(REQUIREMENT): Every line of the records that contains the string "tests" counts once; give the total and nothing else.

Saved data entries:
======

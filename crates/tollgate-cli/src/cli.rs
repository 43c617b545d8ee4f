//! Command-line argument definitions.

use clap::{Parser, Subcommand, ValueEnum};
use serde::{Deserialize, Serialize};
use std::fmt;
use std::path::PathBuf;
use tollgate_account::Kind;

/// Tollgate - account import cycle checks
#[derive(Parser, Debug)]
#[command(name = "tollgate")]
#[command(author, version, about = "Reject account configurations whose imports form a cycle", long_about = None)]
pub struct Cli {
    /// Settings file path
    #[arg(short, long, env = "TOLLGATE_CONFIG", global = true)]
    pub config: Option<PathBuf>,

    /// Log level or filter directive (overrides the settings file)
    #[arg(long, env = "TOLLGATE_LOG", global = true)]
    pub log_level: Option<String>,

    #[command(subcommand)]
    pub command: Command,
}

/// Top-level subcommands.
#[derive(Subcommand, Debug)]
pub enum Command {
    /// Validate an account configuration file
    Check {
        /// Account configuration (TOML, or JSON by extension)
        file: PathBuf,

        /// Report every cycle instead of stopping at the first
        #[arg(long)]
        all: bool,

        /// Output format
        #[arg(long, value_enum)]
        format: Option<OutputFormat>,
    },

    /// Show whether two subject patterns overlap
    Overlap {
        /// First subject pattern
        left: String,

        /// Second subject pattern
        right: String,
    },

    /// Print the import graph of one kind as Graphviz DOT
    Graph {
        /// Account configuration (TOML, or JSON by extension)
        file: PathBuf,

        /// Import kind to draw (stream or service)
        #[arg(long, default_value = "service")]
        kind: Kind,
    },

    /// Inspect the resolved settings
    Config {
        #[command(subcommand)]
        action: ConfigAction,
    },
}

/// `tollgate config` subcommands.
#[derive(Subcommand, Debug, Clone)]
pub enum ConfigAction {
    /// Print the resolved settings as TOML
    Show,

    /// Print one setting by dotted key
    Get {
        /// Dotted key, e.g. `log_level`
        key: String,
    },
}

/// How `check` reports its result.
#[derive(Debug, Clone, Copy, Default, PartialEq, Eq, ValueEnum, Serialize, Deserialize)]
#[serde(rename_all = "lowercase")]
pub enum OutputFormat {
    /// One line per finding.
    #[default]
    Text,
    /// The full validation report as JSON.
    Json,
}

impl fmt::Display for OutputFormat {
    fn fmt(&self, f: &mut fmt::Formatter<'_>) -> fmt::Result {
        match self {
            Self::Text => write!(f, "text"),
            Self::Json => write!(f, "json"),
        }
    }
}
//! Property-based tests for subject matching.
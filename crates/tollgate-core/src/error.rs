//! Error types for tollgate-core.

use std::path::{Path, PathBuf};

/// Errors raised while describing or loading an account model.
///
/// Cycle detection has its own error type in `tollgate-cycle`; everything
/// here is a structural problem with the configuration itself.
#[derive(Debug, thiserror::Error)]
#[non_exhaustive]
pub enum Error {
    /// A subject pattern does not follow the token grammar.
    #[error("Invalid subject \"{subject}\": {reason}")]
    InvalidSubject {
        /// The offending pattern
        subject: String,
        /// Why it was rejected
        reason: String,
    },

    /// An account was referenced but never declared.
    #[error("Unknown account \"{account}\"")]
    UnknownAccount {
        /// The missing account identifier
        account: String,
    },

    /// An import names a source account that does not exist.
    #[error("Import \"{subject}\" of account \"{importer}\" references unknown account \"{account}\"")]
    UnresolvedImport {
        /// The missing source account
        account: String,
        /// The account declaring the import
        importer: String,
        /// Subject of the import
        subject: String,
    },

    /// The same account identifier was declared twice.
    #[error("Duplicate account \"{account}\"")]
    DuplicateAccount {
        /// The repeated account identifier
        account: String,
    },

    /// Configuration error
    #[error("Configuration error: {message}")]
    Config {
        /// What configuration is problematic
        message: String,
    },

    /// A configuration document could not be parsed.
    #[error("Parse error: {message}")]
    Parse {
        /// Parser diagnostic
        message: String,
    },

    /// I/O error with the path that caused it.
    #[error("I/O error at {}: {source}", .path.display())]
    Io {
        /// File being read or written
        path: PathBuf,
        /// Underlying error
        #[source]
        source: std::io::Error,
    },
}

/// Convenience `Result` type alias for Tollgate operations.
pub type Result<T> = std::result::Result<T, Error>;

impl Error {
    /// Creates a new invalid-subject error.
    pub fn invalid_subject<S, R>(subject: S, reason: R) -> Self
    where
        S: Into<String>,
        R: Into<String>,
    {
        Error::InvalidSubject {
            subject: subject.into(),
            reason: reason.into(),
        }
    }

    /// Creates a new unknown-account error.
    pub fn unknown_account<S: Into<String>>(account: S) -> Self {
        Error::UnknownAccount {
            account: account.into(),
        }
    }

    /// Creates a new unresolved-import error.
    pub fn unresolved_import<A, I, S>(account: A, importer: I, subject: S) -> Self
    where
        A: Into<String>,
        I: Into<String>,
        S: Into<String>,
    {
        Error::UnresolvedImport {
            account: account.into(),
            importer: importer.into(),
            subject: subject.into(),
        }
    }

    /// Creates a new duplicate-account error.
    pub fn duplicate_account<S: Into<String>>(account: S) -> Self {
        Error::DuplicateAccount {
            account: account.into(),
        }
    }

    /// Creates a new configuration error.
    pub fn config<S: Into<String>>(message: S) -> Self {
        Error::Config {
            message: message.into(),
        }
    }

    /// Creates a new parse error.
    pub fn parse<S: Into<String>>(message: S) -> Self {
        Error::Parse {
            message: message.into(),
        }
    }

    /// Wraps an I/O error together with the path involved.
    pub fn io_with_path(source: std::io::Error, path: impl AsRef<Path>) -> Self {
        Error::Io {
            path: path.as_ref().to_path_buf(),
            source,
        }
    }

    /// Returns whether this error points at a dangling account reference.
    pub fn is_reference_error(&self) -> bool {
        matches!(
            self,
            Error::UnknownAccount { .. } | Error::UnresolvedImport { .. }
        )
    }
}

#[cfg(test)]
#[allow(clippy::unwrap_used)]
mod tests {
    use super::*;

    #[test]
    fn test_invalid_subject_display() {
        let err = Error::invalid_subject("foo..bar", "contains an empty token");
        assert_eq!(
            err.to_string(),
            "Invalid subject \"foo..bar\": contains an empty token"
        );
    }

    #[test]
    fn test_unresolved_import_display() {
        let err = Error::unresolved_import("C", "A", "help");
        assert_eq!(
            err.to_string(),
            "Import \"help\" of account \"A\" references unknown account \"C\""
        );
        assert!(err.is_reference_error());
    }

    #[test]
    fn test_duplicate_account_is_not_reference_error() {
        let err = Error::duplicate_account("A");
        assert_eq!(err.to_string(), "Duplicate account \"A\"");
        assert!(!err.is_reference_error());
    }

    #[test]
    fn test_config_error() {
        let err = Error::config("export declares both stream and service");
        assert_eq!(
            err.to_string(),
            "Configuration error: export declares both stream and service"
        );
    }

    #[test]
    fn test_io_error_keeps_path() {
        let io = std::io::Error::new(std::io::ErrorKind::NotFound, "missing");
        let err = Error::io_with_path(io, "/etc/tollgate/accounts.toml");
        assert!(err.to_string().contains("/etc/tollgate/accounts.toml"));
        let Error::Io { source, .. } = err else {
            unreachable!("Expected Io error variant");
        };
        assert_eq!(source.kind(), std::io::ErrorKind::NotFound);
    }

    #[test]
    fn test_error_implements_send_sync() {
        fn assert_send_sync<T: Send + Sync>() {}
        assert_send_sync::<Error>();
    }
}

======

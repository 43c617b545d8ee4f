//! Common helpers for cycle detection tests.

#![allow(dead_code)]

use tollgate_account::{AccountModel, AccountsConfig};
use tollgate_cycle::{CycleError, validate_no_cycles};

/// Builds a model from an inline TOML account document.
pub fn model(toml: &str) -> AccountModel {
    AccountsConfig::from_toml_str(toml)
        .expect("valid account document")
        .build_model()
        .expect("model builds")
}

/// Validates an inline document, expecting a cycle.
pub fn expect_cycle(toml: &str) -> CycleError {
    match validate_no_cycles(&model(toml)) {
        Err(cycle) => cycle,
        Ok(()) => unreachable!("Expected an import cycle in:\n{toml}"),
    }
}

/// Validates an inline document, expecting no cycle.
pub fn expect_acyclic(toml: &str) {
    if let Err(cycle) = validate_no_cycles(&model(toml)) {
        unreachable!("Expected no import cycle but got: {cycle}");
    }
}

======

(RESULT): 3